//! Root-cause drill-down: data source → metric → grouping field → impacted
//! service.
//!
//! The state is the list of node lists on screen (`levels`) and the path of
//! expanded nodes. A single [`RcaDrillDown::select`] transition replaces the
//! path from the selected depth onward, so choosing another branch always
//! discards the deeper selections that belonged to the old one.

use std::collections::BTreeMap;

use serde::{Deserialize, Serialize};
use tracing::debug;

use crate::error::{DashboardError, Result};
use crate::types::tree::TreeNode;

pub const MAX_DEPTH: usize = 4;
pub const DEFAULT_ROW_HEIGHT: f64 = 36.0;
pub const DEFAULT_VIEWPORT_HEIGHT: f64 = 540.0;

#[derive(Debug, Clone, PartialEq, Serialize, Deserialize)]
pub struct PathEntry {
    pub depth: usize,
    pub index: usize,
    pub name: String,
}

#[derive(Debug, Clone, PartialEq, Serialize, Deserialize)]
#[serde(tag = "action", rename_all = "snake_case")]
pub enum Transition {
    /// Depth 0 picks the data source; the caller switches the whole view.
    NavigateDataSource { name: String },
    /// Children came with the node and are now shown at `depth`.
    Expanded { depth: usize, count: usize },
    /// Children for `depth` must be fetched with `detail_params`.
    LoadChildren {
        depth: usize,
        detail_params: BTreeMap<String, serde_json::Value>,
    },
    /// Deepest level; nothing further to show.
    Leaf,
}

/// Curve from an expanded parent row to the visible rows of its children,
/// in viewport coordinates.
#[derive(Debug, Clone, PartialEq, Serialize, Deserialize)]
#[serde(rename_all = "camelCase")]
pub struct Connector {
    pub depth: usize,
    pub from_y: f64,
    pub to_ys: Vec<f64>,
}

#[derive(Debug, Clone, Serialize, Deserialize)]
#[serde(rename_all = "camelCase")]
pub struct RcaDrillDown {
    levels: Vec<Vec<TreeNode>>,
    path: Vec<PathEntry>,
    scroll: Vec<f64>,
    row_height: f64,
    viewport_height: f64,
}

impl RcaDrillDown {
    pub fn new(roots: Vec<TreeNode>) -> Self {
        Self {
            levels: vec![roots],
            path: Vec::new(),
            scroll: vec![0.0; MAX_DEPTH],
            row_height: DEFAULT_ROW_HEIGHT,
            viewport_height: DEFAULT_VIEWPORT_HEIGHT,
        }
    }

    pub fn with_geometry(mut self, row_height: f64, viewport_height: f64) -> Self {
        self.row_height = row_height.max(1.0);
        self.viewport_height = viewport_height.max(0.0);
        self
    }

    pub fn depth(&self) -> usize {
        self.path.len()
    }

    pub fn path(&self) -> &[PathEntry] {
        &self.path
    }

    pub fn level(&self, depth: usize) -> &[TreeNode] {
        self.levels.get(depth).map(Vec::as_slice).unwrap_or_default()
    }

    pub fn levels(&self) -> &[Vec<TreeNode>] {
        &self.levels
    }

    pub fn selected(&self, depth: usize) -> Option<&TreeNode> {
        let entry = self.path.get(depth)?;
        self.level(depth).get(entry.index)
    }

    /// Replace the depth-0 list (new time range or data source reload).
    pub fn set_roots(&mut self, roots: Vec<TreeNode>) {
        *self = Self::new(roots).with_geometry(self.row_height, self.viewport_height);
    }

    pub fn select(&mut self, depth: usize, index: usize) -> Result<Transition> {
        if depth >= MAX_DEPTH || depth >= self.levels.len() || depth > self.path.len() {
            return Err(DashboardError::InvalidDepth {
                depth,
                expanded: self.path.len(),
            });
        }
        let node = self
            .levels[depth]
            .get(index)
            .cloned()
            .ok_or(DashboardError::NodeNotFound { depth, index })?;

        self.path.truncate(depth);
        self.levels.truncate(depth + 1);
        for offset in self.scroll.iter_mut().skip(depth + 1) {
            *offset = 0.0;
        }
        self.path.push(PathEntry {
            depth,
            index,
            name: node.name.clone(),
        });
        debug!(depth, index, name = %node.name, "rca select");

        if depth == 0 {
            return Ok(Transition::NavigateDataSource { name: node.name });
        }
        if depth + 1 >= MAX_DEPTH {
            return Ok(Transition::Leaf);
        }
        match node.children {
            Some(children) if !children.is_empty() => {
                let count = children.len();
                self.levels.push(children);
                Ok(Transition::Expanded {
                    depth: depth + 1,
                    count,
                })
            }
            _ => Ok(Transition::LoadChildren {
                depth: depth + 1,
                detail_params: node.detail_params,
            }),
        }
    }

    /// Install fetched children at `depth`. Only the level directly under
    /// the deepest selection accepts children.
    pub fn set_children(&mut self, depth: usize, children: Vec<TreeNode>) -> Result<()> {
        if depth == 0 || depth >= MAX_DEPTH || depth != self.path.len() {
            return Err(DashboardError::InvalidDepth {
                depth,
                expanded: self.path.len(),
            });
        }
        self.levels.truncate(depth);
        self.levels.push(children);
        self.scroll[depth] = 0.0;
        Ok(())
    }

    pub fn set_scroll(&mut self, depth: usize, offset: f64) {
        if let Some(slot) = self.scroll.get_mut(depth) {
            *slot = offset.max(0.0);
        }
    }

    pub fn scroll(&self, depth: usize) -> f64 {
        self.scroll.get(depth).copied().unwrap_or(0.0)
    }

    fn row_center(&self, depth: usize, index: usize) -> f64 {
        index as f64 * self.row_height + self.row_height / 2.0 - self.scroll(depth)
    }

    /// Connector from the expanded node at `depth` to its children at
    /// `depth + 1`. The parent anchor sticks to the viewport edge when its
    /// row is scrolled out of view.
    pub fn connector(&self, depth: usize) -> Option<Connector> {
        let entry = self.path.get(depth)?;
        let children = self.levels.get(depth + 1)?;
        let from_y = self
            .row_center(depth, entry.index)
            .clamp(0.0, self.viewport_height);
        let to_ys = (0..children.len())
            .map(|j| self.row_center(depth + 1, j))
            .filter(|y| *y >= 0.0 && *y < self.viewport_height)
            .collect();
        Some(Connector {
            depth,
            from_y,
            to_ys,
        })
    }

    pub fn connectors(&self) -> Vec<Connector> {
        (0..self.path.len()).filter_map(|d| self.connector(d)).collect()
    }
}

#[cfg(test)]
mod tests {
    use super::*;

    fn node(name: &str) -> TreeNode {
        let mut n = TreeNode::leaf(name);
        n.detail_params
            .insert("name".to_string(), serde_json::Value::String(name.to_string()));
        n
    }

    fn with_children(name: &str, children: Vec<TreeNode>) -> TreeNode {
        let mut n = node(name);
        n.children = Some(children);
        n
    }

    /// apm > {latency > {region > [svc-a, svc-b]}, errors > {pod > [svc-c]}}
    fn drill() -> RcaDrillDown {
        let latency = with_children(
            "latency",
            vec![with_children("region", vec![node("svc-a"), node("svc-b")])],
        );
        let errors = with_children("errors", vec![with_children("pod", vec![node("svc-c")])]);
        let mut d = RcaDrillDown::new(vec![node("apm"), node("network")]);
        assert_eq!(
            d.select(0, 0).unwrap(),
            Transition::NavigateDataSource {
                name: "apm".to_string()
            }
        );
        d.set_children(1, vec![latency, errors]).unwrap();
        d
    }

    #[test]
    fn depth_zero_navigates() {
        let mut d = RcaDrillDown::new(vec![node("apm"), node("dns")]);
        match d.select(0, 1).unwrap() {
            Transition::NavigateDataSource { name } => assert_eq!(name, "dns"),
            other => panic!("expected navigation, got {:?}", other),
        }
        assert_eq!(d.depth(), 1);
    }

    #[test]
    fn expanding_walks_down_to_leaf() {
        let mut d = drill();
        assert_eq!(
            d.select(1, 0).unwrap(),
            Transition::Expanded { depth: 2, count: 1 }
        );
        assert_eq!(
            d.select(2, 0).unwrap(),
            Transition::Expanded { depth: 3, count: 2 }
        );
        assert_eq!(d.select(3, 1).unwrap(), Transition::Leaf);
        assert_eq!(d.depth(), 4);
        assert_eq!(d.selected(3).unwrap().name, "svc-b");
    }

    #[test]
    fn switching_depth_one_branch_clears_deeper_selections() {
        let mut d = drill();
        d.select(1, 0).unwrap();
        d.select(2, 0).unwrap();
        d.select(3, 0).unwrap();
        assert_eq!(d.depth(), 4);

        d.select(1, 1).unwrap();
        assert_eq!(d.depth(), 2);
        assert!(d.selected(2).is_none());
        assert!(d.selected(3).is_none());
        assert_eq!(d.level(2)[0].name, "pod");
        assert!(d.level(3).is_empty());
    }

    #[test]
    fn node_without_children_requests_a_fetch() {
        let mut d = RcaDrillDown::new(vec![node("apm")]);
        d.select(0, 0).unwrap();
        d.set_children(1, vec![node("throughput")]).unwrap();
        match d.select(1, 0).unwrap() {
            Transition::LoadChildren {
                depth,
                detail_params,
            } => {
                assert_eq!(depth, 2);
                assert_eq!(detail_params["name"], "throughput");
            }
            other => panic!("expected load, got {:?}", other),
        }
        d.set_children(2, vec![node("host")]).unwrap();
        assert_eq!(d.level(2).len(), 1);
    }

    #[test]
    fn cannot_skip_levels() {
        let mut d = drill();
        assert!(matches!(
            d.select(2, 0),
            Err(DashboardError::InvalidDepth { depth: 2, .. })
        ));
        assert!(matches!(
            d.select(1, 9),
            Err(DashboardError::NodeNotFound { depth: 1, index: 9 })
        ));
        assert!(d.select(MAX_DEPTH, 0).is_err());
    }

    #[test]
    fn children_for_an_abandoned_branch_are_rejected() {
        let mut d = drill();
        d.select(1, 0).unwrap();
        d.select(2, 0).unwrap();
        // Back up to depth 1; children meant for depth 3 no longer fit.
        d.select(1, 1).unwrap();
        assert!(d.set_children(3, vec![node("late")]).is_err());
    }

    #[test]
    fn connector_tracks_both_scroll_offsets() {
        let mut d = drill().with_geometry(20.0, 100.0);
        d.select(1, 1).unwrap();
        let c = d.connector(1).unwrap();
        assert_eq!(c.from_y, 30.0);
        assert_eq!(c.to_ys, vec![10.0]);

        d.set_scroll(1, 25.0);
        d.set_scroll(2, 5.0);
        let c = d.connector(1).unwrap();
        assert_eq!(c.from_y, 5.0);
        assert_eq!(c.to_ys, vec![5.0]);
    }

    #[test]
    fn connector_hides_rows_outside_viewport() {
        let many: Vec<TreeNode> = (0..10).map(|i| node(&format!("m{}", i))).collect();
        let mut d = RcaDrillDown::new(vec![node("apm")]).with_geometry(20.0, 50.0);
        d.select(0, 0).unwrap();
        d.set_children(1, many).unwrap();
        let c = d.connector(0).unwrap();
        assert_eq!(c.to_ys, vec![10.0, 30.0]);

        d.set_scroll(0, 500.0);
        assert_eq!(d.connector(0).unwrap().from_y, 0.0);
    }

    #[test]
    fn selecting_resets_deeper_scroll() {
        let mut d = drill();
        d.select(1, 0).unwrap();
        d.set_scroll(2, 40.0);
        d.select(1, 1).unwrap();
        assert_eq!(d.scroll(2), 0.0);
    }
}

**YOUR TASK:** All that is wanted is the stretch of lines above from the one containing "#[cfg(test)]" through the one containing "match d.select(0, 1).unwrap()", duplicated exactly.

**PROBLEM SOLUTION:**
#[cfg(test)]
mod tests {
    use super::*;

    fn node(name: &str) -> TreeNode {
        let mut n = TreeNode::leaf(name);
        n.detail_params
            .insert("name".to_string(), serde_json::Value::String(name.to_string()));
        n
    }

    fn with_children(name: &str, children: Vec<TreeNode>) -> TreeNode {
        let mut n = node(name);
        n.children = Some(children);
        n
    }

    /// apm > {latency > {region > [svc-a, svc-b]}, errors > {pod > [svc-c]}}
    fn drill() -> RcaDrillDown {
        let latency = with_children(
            "latency",
            vec![with_children("region", vec![node("svc-a"), node("svc-b")])],
        );
        let errors = with_children("errors", vec![with_children("pod", vec![node("svc-c")])]);
        let mut d = RcaDrillDown::new(vec![node("apm"), node("network")]);
        assert_eq!(
            d.select(0, 0).unwrap(),
            Transition::NavigateDataSource {
                name: "apm".to_string()
            }
        );
        d.set_children(1, vec![latency, errors]).unwrap();
        d
    }

    #[test]
    fn depth_zero_navigates() {
        let mut d = RcaDrillDown::new(vec![node("apm"), node("dns")]);
        match d.select(0, 1).unwrap() {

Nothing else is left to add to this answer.